Among the lines of the data, copy those that hold "loop".

▶ _Given entries_
-.-.-

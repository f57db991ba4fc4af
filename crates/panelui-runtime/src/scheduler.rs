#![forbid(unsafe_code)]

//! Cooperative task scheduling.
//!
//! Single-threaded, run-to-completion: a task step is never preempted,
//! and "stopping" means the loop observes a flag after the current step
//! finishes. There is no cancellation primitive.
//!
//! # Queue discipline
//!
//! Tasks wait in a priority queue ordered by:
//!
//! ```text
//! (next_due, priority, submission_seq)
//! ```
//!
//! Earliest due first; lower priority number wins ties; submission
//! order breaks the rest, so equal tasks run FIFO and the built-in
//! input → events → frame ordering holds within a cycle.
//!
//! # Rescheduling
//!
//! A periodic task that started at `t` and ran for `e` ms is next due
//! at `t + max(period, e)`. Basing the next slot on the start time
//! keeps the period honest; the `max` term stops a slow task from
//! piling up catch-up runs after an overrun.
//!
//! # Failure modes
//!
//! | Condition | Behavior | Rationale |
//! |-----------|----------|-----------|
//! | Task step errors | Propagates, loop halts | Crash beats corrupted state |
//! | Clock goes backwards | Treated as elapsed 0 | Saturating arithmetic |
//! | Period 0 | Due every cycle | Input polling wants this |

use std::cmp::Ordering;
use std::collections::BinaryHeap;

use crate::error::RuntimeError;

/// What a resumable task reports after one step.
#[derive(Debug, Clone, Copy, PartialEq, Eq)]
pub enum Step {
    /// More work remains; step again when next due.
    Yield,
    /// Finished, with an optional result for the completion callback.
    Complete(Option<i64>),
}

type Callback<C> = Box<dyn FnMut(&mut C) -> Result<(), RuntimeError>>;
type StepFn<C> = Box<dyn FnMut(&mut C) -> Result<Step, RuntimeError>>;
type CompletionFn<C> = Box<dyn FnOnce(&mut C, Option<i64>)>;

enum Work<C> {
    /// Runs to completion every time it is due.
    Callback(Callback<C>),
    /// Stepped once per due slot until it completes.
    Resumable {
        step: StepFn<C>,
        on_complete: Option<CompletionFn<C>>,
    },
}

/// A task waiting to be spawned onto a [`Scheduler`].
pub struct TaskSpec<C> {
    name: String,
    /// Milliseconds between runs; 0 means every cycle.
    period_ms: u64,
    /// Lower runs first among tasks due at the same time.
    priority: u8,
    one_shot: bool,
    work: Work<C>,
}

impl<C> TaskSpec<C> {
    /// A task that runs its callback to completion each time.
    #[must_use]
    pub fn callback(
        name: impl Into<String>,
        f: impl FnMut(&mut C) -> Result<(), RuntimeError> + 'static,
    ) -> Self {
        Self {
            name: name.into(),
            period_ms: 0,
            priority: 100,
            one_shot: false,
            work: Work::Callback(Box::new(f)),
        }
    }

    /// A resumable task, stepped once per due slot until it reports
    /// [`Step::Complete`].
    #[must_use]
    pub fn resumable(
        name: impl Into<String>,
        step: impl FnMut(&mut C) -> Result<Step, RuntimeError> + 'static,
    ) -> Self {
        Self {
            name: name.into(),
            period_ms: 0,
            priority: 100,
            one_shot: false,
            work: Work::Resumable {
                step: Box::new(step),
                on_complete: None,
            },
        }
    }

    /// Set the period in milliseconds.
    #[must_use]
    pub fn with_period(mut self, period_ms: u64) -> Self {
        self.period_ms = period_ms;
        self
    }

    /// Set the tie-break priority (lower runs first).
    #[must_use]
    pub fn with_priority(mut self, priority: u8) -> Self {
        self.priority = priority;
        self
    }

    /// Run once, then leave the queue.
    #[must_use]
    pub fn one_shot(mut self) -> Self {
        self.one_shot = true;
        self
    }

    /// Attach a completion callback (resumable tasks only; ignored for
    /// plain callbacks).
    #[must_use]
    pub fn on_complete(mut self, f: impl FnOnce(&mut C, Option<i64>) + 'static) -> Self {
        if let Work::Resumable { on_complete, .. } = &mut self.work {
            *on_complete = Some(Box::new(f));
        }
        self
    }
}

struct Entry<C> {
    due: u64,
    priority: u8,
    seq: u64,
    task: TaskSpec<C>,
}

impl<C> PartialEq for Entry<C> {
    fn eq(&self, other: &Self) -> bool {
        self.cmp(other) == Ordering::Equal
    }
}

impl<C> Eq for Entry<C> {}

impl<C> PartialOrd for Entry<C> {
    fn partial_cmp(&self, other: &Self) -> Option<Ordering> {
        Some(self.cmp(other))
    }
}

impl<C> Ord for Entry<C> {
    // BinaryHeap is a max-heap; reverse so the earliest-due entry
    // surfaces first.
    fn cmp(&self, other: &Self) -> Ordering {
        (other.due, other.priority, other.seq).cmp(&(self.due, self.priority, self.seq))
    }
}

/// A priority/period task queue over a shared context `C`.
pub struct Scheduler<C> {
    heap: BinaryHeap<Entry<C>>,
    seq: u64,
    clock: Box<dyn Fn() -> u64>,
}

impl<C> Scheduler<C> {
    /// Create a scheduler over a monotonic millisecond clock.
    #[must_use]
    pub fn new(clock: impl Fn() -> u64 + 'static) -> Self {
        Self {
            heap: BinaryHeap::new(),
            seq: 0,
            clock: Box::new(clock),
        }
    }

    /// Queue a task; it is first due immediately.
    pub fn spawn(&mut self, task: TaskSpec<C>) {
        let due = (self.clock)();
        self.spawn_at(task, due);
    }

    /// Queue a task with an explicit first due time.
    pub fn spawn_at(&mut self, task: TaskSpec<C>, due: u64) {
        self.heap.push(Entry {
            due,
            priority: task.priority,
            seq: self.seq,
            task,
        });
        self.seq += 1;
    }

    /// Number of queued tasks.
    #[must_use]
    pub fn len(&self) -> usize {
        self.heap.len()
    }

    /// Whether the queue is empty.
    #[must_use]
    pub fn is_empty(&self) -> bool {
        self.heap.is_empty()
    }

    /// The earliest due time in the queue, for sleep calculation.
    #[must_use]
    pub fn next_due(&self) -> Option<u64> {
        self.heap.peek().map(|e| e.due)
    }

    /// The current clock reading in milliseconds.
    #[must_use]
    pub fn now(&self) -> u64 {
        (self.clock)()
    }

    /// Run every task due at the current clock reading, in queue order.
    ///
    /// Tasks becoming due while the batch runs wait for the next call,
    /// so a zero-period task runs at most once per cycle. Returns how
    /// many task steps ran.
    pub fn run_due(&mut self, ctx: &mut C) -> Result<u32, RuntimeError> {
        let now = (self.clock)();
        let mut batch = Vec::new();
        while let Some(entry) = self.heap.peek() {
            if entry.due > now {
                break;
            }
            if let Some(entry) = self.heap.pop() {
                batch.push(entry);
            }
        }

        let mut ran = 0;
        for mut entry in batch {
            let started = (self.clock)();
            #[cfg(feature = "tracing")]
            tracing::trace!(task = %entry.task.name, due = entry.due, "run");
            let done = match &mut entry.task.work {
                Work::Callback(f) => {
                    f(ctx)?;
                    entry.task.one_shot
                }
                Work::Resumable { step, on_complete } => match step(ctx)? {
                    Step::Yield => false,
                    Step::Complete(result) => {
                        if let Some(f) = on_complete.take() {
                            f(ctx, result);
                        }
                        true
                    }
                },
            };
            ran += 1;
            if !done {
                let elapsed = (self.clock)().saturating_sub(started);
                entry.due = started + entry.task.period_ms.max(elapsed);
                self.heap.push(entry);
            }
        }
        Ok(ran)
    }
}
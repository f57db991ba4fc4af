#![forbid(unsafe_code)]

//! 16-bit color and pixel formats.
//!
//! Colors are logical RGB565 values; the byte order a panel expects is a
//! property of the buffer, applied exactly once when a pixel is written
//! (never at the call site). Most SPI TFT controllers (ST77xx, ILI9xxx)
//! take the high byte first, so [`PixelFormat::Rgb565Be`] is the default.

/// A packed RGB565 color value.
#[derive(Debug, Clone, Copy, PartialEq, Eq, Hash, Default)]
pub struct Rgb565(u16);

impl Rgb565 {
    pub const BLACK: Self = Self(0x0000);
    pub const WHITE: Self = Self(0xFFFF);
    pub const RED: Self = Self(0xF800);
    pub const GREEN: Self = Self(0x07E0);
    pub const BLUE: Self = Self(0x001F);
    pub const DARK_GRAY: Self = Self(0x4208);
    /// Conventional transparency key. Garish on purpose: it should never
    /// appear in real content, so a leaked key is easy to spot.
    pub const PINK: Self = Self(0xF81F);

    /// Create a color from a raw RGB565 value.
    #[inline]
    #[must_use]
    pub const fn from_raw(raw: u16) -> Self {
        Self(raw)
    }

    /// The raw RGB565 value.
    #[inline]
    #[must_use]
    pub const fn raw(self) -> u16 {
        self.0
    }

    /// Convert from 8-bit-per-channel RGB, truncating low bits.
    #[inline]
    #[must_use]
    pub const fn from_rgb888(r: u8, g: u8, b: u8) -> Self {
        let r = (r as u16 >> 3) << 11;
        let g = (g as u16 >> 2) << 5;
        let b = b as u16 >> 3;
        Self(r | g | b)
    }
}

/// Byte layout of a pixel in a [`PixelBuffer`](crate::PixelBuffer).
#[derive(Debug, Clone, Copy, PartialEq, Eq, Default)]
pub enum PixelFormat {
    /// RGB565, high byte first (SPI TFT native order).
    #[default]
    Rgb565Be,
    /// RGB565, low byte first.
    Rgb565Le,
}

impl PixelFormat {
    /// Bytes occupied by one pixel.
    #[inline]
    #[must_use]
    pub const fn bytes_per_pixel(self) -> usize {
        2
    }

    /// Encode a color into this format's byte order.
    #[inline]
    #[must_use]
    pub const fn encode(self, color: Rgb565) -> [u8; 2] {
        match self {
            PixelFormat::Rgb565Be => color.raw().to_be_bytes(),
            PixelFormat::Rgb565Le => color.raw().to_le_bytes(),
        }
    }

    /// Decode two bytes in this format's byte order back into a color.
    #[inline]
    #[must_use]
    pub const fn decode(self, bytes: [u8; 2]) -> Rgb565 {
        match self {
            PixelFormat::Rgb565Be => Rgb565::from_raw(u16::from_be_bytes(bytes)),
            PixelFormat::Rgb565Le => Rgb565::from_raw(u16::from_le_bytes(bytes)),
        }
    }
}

-.-.-

▶ _Solution to this problem_
//! and "stopping" means the loop observes a flag after the current step
//! | Task step errors | Propagates, loop halts | Crash beats corrupted state |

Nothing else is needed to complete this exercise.